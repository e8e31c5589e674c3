//! Categorical encoding for the MLP backend.
//!
//! The normalizer hands over raw category strings; encoding them is the
//! classifier's own concern. Vocabularies are fixed by the artifact's
//! training pipeline. An unknown category encodes as an all-zero block,
//! consistent with the fail-open policy of the rest of the input path.

use obesiq_core::FeatureRecord;

pub const SEX_VALUES: [&str; 2] = ["Female", "Male"];
pub const FREQUENCY_VALUES: [&str; 4] = ["Never", "Sometimes", "Frequently", "Always"];
pub const TRANSPORT_VALUES: [&str; 4] = ["Walking", "Bicycle", "Public_Transit", "Car"];

/// 12 numeric columns plus one-hot blocks for sex (2), snacking (4),
/// alcohol (4) and transport (4). The identifier column is a schema
/// placeholder and is dropped here.
pub const INPUT_DIM: usize = 12 + SEX_VALUES.len() + 2 * FREQUENCY_VALUES.len() + TRANSPORT_VALUES.len();

fn push_one_hot(out: &mut Vec<f32>, value: &str, vocab: &[&str]) {
    for candidate in vocab {
        out.push(f32::from(u8::from(*candidate == value)));
    }
}

/// Flatten a feature record into the MLP's input vector.
pub fn encode(record: &FeatureRecord) -> Vec<f32> {
    let mut out = Vec::with_capacity(INPUT_DIM);
    out.push(record.age as f32);
    out.push(record.height_m as f32);
    out.push(record.weight_kg as f32);
    out.push(f32::from(record.family_history_overweight));
    out.push(f32::from(record.frequent_caloric_consumption));
    out.push(f32::from(record.vegetable_frequency));
    out.push(f32::from(record.meals_per_day));
    out.push(f32::from(record.smoker));
    out.push(f32::from(record.water_liters_per_day));
    out.push(f32::from(record.calorie_tracking));
    out.push(f32::from(record.weekly_activity));
    out.push(f32::from(record.screen_time));
    push_one_hot(&mut out, &record.sex, &SEX_VALUES);
    push_one_hot(&mut out, &record.snacking, &FREQUENCY_VALUES);
    push_one_hot(&mut out, &record.alcohol, &FREQUENCY_VALUES);
    push_one_hot(&mut out, &record.transport, &TRANSPORT_VALUES);
    debug_assert_eq!(out.len(), INPUT_DIM);
    out
}

#[cfg(test)]
mod tests {
    use super::*;
    use obesiq_core::{normalize, UserProfile};

    #[test]
    fn test_encoded_length_matches_input_dim() {
        let record = normalize(&UserProfile::default());
        assert_eq!(encode(&record).len(), INPUT_DIM);
    }

    #[test]
    fn test_one_hot_blocks_are_exclusive() {
        let record = normalize(&UserProfile::default());
        let v = encode(&record);
        // sex block
        assert_eq!(v[12..14].iter().sum::<f32>(), 1.0);
        // snacking / alcohol / transport blocks
        assert_eq!(v[14..18].iter().sum::<f32>(), 1.0);
        assert_eq!(v[18..22].iter().sum::<f32>(), 1.0);
        assert_eq!(v[22..26].iter().sum::<f32>(), 1.0);
    }

    #[test]
    fn test_unknown_category_encodes_as_zeros() {
        let mut record = normalize(&UserProfile::default());
        record.transport = "Teleporter".to_string();
        let v = encode(&record);
        assert!(v[22..26].iter().all(|&x| x == 0.0));
    }
}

========

Transcribe all of the data above, keeping each line exactly as it stands.

repository e8e31c5589e674c3
//! Categorical encoding for the MLP backend.
//!
//! The normalizer hands over raw category strings; encoding them is the
//! classifier's own concern. Vocabularies are fixed by the artifact's
//! training pipeline. An unknown category encodes as an all-zero block,
//! consistent with the fail-open policy of the rest of the input path.

use obesiq_core::FeatureRecord;

pub const SEX_VALUES: [&str; 2] = ["Female", "Male"];
pub const FREQUENCY_VALUES: [&str; 4] = ["Never", "Sometimes", "Frequently", "Always"];
pub const TRANSPORT_VALUES: [&str; 4] = ["Walking", "Bicycle", "Public_Transit", "Car"];

/// 12 numeric columns plus one-hot blocks for sex (2), snacking (4),
/// alcohol (4) and transport (4). The identifier column is a schema
/// placeholder and is dropped here.
pub const INPUT_DIM: usize = 12 + SEX_VALUES.len() + 2 * FREQUENCY_VALUES.len() + TRANSPORT_VALUES.len();

fn push_one_hot(out: &mut Vec<f32>, value: &str, vocab: &[&str]) {
    for candidate in vocab {
        out.push(f32::from(u8::from(*candidate == value)));
    }
}

/// Flatten a feature record into the MLP's input vector.
pub fn encode(record: &FeatureRecord) -> Vec<f32> {
    let mut out = Vec::with_capacity(INPUT_DIM);
    out.push(record.age as f32);
    out.push(record.height_m as f32);
    out.push(record.weight_kg as f32);
    out.push(f32::from(record.family_history_overweight));
    out.push(f32::from(record.frequent_caloric_consumption));
    out.push(f32::from(record.vegetable_frequency));
    out.push(f32::from(record.meals_per_day));
    out.push(f32::from(record.smoker));
    out.push(f32::from(record.water_liters_per_day));
    out.push(f32::from(record.calorie_tracking));
    out.push(f32::from(record.weekly_activity));
    out.push(f32::from(record.screen_time));
    push_one_hot(&mut out, &record.sex, &SEX_VALUES);
    push_one_hot(&mut out, &record.snacking, &FREQUENCY_VALUES);
    push_one_hot(&mut out, &record.alcohol, &FREQUENCY_VALUES);
    push_one_hot(&mut out, &record.transport, &TRANSPORT_VALUES);
    debug_assert_eq!(out.len(), INPUT_DIM);
    out
}

#[cfg(test)]
mod tests {
    use super::*;
    use obesiq_core::{normalize, UserProfile};

    #[test]
    fn test_encoded_length_matches_input_dim() {
        let record = normalize(&UserProfile::default());
        assert_eq!(encode(&record).len(), INPUT_DIM);
    }

    #[test]
    fn test_one_hot_blocks_are_exclusive() {
        let record = normalize(&UserProfile::default());
        let v = encode(&record);
        // sex block
        assert_eq!(v[12..14].iter().sum::<f32>(), 1.0);
        // snacking / alcohol / transport blocks
        assert_eq!(v[14..18].iter().sum::<f32>(), 1.0);
        assert_eq!(v[18..22].iter().sum::<f32>(), 1.0);
        assert_eq!(v[22..26].iter().sum::<f32>(), 1.0);
    }

    #[test]
    fn test_unknown_category_encodes_as_zeros() {
        let mut record = normalize(&UserProfile::default());
        record.transport = "Teleporter".to_string();
        let v = encode(&record);
        assert!(v[22..26].iter().all(|&x| x == 0.0));
    }
}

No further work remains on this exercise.